Multiple Output Files for Hadoop Streaming with Python Mapper

Question

I am looking for a little clarification on the the answers to this question here:

Generating Separate Output files in Hadoop Streaming

My use case is as follows:

I have a map-only mapreduce job that takes an input file, does a lot of parsing and munging, and then writes back out. However, certain lines may or may not be in an incorrect format, and if that is the case, I would like to write the original line to a separate file.

It seems that one way to do this would be to prepend the name of the file to the line I am printing and use the multipleOutputFormat parameter.

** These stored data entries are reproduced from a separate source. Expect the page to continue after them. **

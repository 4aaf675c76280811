//! Binary-splitting engine for the Chudnovsky series.
//!
//! This module groups the evaluation strategies for the `(P, Q, R)` recursion
//! provided by `cod-core`. Every strategy computes the same triple; they differ
//! in scheduling and in how the largest products are multiplied.
//!
//! # Strategies
//!
//! - **Sequential (`split`)**: depth-first recursion on one thread.
//! - **Parallel (`parallel`)**: both halves of every large split run concurrently.
//! - **FFT multiplication (`fft`)**: used inside either strategy for huge operands.
//! - **Adaptive**: a selector that chooses by range size.

use crate::config::thresholds;
use crate::{Evaluation, PiError, Triple};

#[cfg(not(feature = "gmp"))]
pub mod fft;
pub mod parallel;
pub mod progress;
pub mod split;

pub use parallel::binary_split_parallel;
pub use progress::{ProgressReporter, ProgressTracker};
pub use split::{base_triple, binary_split, combine, SplitHooks};

/// Evaluates the triple of `[a, b)` with the requested strategy.
///
/// # Threshold Justifications
///
/// - **$b - a \le 1,500$ terms**: **Sequential** under `Adaptive`.
///   For small ranges, the overhead of Rayon's task management outweighs the
///   benefit of multiplying tiny operands concurrently.
///
/// - **$b - a > 1,500$ terms**: **Parallel** under `Adaptive`.
///   The two halves of each split are independent, and the cost of the combine
///   products grows with the range size, so fanning out pays for itself.
///
/// # Errors
/// * `PiError::InvalidRange` if `a >= b`.
/// * `PiError::Cancelled` if a cancel token in `hooks` is triggered.
///
/// # Example
/// ```
/// use cod_core::algo::{evaluate_range, binary_split, SplitHooks};
/// use cod_core::Evaluation;
///
/// let t = evaluate_range(1, 100, Evaluation::Adaptive, SplitHooks::default()).unwrap();
/// assert_eq!(t, binary_split(1, 100).unwrap());
/// ```
pub fn evaluate_range(
    a: u64,
    b: u64,
    evaluation: Evaluation,
    hooks: SplitHooks<'_>,
) -> Result<Triple, PiError> {
    let parallel = match evaluation {
        Evaluation::Sequential => false,
        Evaluation::Parallel => true,
        Evaluation::Adaptive => b.saturating_sub(a) > thresholds::ADAPTIVE_PARALLEL_TERMS,
    };

    if parallel {
        parallel::split_parallel(a, b, parallel::get_parallel_threshold(), hooks)
    } else {
        split::split_sequential(a, b, hooks)
    }
}
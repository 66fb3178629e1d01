//! Watched categories and category sets

use serde::{Deserialize, Serialize};

/// A layer of the application whose calls are logged
#[derive(Debug, Clone, Copy, PartialEq, Eq, Hash, Serialize, Deserialize)]
#[serde(rename_all = "lowercase")]
pub enum Category {
    /// Web-facing request handlers
    Controller,
    /// Service objects holding business logic
    Service,
    /// General-purpose components
    Component,
    /// Configuration holders
    #[serde(alias = "config")]
    Configuration,
}

impl Category {
    /// Every watched category
    pub const ALL: [Category; 4] = [
        Category::Controller,
        Category::Service,
        Category::Component,
        Category::Configuration,
    ];

    pub fn as_str(&self) -> &'static str {
        match self {
            Category::Controller => "controller",
            Category::Service => "service",
            Category::Component => "component",
            Category::Configuration => "configuration",
        }
    }

    const fn bit(self) -> u8 {
        match self {
            Category::Controller => 1,
            Category::Service => 1 << 1,
            Category::Component => 1 << 2,
            Category::Configuration => 1 << 3,
        }
    }
}

impl std::fmt::Display for Category {
    fn fmt(&self, f: &mut std::fmt::Formatter<'_>) -> std::fmt::Result {
        f.write_str(self.as_str())
    }
}

/// A set of categories a type belongs to
#[derive(Debug, Clone, Copy, PartialEq, Eq, Hash, Default)]
pub struct CategorySet {
    bits: u8,
}

impl CategorySet {
    /// The empty set
    pub const EMPTY: CategorySet = CategorySet { bits: 0 };

    pub const CONTROLLER: CategorySet = CategorySet::single(Category::Controller);
    pub const SERVICE: CategorySet = CategorySet::single(Category::Service);
    pub const COMPONENT: CategorySet = CategorySet::single(Category::Component);
    pub const CONFIGURATION: CategorySet = CategorySet::single(Category::Configuration);

    /// A set holding exactly one category
    pub const fn single(category: Category) -> Self {
        Self { bits: category.bit() }
    }

    /// Add a category, returning the extended set
    pub const fn with(self, category: Category) -> Self {
        Self {
            bits: self.bits | category.bit(),
        }
    }

    /// Union of two sets
    pub const fn union(self, other: CategorySet) -> Self {
        Self {
            bits: self.bits | other.bits,
        }
    }

    pub fn contains(&self, category: Category) -> bool {
        self.bits & category.bit() != 0
    }

    pub fn is_empty(&self) -> bool {
        self.bits == 0
    }

    /// Categories in this set, in declaration order
    pub fn iter(&self) -> impl Iterator<Item = Category> + '_ {
        Category::ALL.into_iter().filter(|c| self.contains(*c))
    }
}

impl From<Category> for CategorySet {
    fn from(category: Category) -> Self {
        Self::single(category)
    }
}

impl FromIterator<Category> for CategorySet {
    fn from_iter<I: IntoIterator<Item = Category>>(iter: I) -> Self {
        iter.into_iter().fold(Self::EMPTY, CategorySet::with)
    }
}

impl std::ops::BitOr for CategorySet {
    type Output = CategorySet;

    fn bitor(self, rhs: CategorySet) -> CategorySet {
        self.union(rhs)
    }
}

impl std::ops::BitOr<Category> for CategorySet {
    type Output = CategorySet;

    fn bitor(self, rhs: Category) -> CategorySet {
        self.with(rhs)
    }
}
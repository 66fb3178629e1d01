//! Registration table mapping types to the categories they belong to

use std::collections::HashMap;

use crate::types::{Category, CategorySet, TargetType};

/// Static capability tag for a type whose calls are logged
///
/// # Example
///
/// ```
/// use calllog_core::category::{CategoryRegistry, Watched};
/// use calllog_core::types::{CategorySet, TargetType};
///
/// struct CheckoutController;
///
/// impl Watched for CheckoutController {
///     const CATEGORIES: CategorySet = CategorySet::CONTROLLER;
/// }
///
/// let mut registry = CategoryRegistry::new();
/// registry.register_watched::<CheckoutController>();
/// assert!(registry.categories_of(&TargetType::of::<CheckoutController>()).is_some());
/// ```
pub trait Watched {
    /// Categories this type belongs to
    const CATEGORIES: CategorySet;
}

/// Types known to belong to one or more watched categories
///
/// Filled at startup, then handed to a [`CategoryMatcher`](super::CategoryMatcher)
/// which only reads it.
#[derive(Debug, Clone, Default)]
pub struct CategoryRegistry {
    entries: HashMap<String, CategorySet>,
}

impl CategoryRegistry {
    /// Create an empty registry
    pub fn new() -> Self {
        Self::default()
    }

    /// Register type `T` under the given categories
    pub fn register<T: ?Sized>(&mut self, categories: impl Into<CategorySet>) -> &mut Self {
        self.register_target(&TargetType::of::<T>(), categories)
    }

    /// Register a type that carries its categories as a [`Watched`] tag
    pub fn register_watched<T: Watched + ?Sized>(&mut self) -> &mut Self {
        self.register::<T>(T::CATEGORIES)
    }

    /// Register a type by its fully-qualified name
    pub fn register_name(
        &mut self,
        type_name: impl Into<String>,
        categories: impl Into<CategorySet>,
    ) -> &mut Self {
        let categories = categories.into();
        let entry = self.entries.entry(type_name.into()).or_default();
        *entry = entry.union(categories);
        self
    }

    /// Register a target under the given categories
    ///
    /// Registering the same target again adds to its existing categories.
    pub fn register_target(
        &mut self,
        target: &TargetType,
        categories: impl Into<CategorySet>,
    ) -> &mut Self {
        self.register_name(target.name(), categories)
    }

    /// Categories registered for a target, if any
    pub fn categories_of(&self, target: &TargetType) -> Option<CategorySet> {
        self.entries.get(target.name()).copied()
    }

    /// Whether the target was registered as belonging to `category`
    pub fn is_member(&self, target: &TargetType, category: Category) -> bool {
        self.categories_of(target)
            .map(|set| set.contains(category))
            .unwrap_or(false)
    }

    /// Registered type names with their categories
    pub fn iter(&self) -> impl Iterator<Item = (&str, CategorySet)> + '_ {
        self.entries.iter().map(|(name, set)| (name.as_str(), *set))
    }

    pub fn len(&self) -> usize {
        self.entries.len()
    }

    pub fn is_empty(&self) -> bool {
        self.entries.is_empty()
    }
}
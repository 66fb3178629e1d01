//! Interceptor configuration
//!
//! A YAML file selects the logging sink and lists the watched types:
//!
//! ```yaml
//! sink: console
//! console_prefix: "[shop]"
//! types:
//!   - name: "shop::OrderController"
//!     categories: [controller]
//! ```

mod error;
mod file;

pub use error::{ConfigError, ConfigResult};
pub use file::{InterceptorConfig, SinkKind, TypeRegistration};
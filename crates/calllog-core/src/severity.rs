//! Classification of failures raised by wrapped calls

use std::error::Error;

use crate::types::Criticality;

/// Decides how serious a failure is
///
/// The interceptor consults exactly one policy for every failure, so an
/// allow-list of expected errors only needs a new implementation here.
pub trait SeverityPolicy: Send + Sync {
    fn classify(&self, error: &(dyn Error + 'static)) -> Criticality;
}

/// Default policy: every failure is critical
#[derive(Debug, Clone, Copy, Default)]
pub struct AlwaysCritical;

impl SeverityPolicy for AlwaysCritical {
    fn classify(&self, _error: &(dyn Error + 'static)) -> Criticality {
        Criticality::Critical
    }
}

impl<F> SeverityPolicy for F
where
    F: Fn(&(dyn Error + 'static)) -> Criticality + Send + Sync,
{
    fn classify(&self, error: &(dyn Error + 'static)) -> Criticality {
        self(error)
    }
}
//! calllog core
//!
//! Method-level call logging for application layers. Calls on watched types
//! (controllers, services, components and configuration holders) are wrapped
//! in an envelope that logs when they start, what they returned or raised,
//! and how long they took. The wrapped code is unaware of the logging and its
//! outcome is returned unchanged.
//!
//! ## Interception
//!
//! ```rust
//! use std::sync::Arc;
//! use calllog_core::{call_context, CallInterceptor, CategoryRegistry, Category};
//! use calllog_core::logging::MemoryLoggerFactory;
//!
//! struct UserService;
//!
//! let mut registry = CategoryRegistry::new();
//! registry.register::<UserService>(Category::Service);
//!
//! let records = MemoryLoggerFactory::new();
//! let interceptor = CallInterceptor::new(registry, Arc::new(records.clone()));
//!
//! let id = 42;
//! let call = call_context!(UserService, "find", id);
//! let name = interceptor.intercept(&call, || Ok::<_, std::io::Error>("ann"));
//!
//! assert_eq!(name.unwrap(), "ann");
//! assert_eq!(records.messages()[0], "Started find [id=42]");
//! ```
//!
//! Records go to a [`Logger`] resolved once per target type through a
//! [`LoggerFactory`]: console, `tracing`, in-memory or no-op.

pub mod category;
pub mod config;
pub mod interceptor;
pub mod logging;
pub mod severity;
pub mod types;

// Re-export commonly used types
pub use types::{
    CallArgs, CallContext, Category, CategorySet, Criticality, LogRecord, Severity, TargetType,
};

pub use category::{CategoryMatcher, CategoryRegistry, Watched};

pub use interceptor::{CallCancelled, CallInterceptor, CallPanicked, Intercepted, Stopwatch};

pub use logging::{
    ConsoleLogger, Logger, LoggerFactory, MemoryLoggerFactory, NoOpLogger, SharedLogger,
    TracingLogger,
};

pub use severity::{AlwaysCritical, SeverityPolicy};

pub use config::{ConfigError, ConfigResult, InterceptorConfig, SinkKind};
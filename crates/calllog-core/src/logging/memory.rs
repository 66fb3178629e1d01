//! In-memory logger capturing records for assertions

use std::error::Error;
use std::sync::atomic::{AtomicUsize, Ordering};
use std::sync::Arc;

use parking_lot::Mutex;

use super::traits::{Logger, LoggerFactory, SharedLogger};
use crate::types::Severity;

/// A record captured by a [`MemoryLogger`]
#[derive(Debug, Clone, PartialEq, Eq)]
pub struct CapturedRecord {
    /// Name of the logger the record was written to
    pub logger: String,
    pub severity: Severity,
    pub message: String,
    /// `Display` text of the attached error, if any
    pub error: Option<String>,
}

/// Logger that appends every record to a shared buffer
#[derive(Debug, Clone)]
pub struct MemoryLogger {
    name: String,
    records: Arc<Mutex<Vec<CapturedRecord>>>,
}

impl MemoryLogger {
    fn push(&self, severity: Severity, message: &str, error: Option<&(dyn Error + 'static)>) {
        self.records.lock().push(CapturedRecord {
            logger: self.name.clone(),
            severity,
            message: message.to_string(),
            error: error.map(|e| e.to_string()),
        });
    }
}

impl Logger for MemoryLogger {
    fn info(&self, message: &str) {
        self.push(Severity::Info, message, None);
    }

    fn warn(&self, message: &str, error: Option<&(dyn Error + 'static)>) {
        self.push(Severity::Warn, message, error);
    }

    fn error(&self, message: &str, error: Option<&(dyn Error + 'static)>) {
        self.push(Severity::Error, message, error);
    }
}

/// Creates [`MemoryLogger`]s that all write into one buffer
///
/// Clones share the buffer, so a clone kept by a test sees everything
/// written through the interceptor.
#[derive(Debug, Clone, Default)]
pub struct MemoryLoggerFactory {
    records: Arc<Mutex<Vec<CapturedRecord>>>,
    created: Arc<AtomicUsize>,
}

impl MemoryLoggerFactory {
    pub fn new() -> Self {
        Self::default()
    }

    /// Snapshot of all captured records, in write order
    pub fn records(&self) -> Vec<CapturedRecord> {
        self.records.lock().clone()
    }

    /// Captured messages, in write order
    pub fn messages(&self) -> Vec<String> {
        self.records.lock().iter().map(|r| r.message.clone()).collect()
    }

    /// Number of records at the given severity
    pub fn count(&self, severity: Severity) -> usize {
        self.records
            .lock()
            .iter()
            .filter(|r| r.severity == severity)
            .count()
    }

    /// How many loggers this factory has handed out
    pub fn loggers_created(&self) -> usize {
        self.created.load(Ordering::SeqCst)
    }

    /// Drop all captured records
    pub fn clear(&self) {
        self.records.lock().clear();
    }
}

impl LoggerFactory for MemoryLoggerFactory {
    fn get_logger(&self, name: &str) -> SharedLogger {
        self.created.fetch_add(1, Ordering::SeqCst);
        Arc::new(MemoryLogger {
            name: name.to_string(),
            records: Arc::clone(&self.records),
        })
    }
}

#[cfg(test)]
mod tests {
    use super::*;
    use crate::types::LogRecord;

    #[test]
    fn test_memory_logger_captures() {
        let factory = MemoryLoggerFactory::new();
        let logger = factory.get_logger("shop::Cart");
        let err = std::io::Error::other("boom");

        logger.info("one");
        logger.warn("two", None);
        logger.log(&LogRecord::failure(Severity::Error, "three", &err));

        let records = factory.records();
        assert_eq!(records.len(), 3);
        assert_eq!(records[0].logger, "shop::Cart");
        assert_eq!(records[1].severity, Severity::Warn);
        assert_eq!(records[2].error.as_deref(), Some("boom"));
        assert_eq!(factory.messages(), vec!["one", "two", "three"]);
        assert_eq!(factory.count(Severity::Error), 1);
        assert_eq!(factory.loggers_created(), 1);

        factory.clear();
        assert!(factory.records().is_empty());
    }
}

For example, if I originally had:

if line_is_valid(line):
    print name + '\t' + comments

I could instead do:

if line_is_valid(line):
    print valid_file_name + '\t' + name + '\t' + comments
else:
    print err_file_name + '\t' + line

The only problem I have with this solution is that I don't want the file_name to appear as the first column in the textfiles. I suppose I could then run another job to strip out the first column of each file, but that seems kind of silly. So:

1) Is this the correct way to manage multiple output files with a python mapreduce job?

2) What is the best way to get rid of that initial column?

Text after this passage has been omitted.